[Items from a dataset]
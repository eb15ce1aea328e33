//! Learning error types.

use pauliq_core::CoreError;
use thiserror::Error;

/// Result type for learning operations.
pub type LearnResult<T> = Result<T, LearnError>;

/// Errors that can occur while optimizing or fitting coefficients.
#[derive(Debug, Clone, PartialEq, Error)]
pub enum LearnError {
    /// Underlying Hamiltonian or state error.
    #[error(transparent)]
    Core(#[from] CoreError),

    /// Fitting was called without data.
    #[error("need at least one measurement")]
    EmptyMeasurements,

    /// Optimizer settings out of range.
    #[error("invalid optimizer configuration: {0}")]
    InvalidConfig(String),

    /// The iteration budget ran out above tolerance.
    #[error("did not converge after {iterations} iterations (best error {best_error:.3e})")]
    ConvergenceFailure {
        /// Smallest error seen.
        best_error: f64,
        /// Iterations performed.
        iterations: usize,
    },

    /// A model was refused at registration.
    #[error("model '{model}' rejected: {reason}")]
    ModelRejected {
        /// Model name.
        model: String,
        /// Why it was refused.
        reason: String,
    },
}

__How to complete this task__.
Write out each entry again, leaving every word as it is.

__Written solution__.
repository eb15ce1aea328e33
//! Learning error types.

use pauliq_core::CoreError;
use thiserror::Error;

/// Result type for learning operations.
pub type LearnResult<T> = Result<T, LearnError>;

/// Errors that can occur while optimizing or fitting coefficients.
#[derive(Debug, Clone, PartialEq, Error)]
pub enum LearnError {
    /// Underlying Hamiltonian or state error.
    #[error(transparent)]
    Core(#[from] CoreError),

    /// Fitting was called without data.
    #[error("need at least one measurement")]
    EmptyMeasurements,

    /// Optimizer settings out of range.
    #[error("invalid optimizer configuration: {0}")]
    InvalidConfig(String),

    /// The iteration budget ran out above tolerance.
    #[error("did not converge after {iterations} iterations (best error {best_error:.3e})")]
    ConvergenceFailure {
        /// Smallest error seen.
        best_error: f64,
        /// Iterations performed.
        iterations: usize,
    },

    /// A model was refused at registration.
    #[error("model '{model}' rejected: {reason}")]
    ModelRejected {
        /// Model name.
        model: String,
        /// Why it was refused.
        reason: String,
    },
}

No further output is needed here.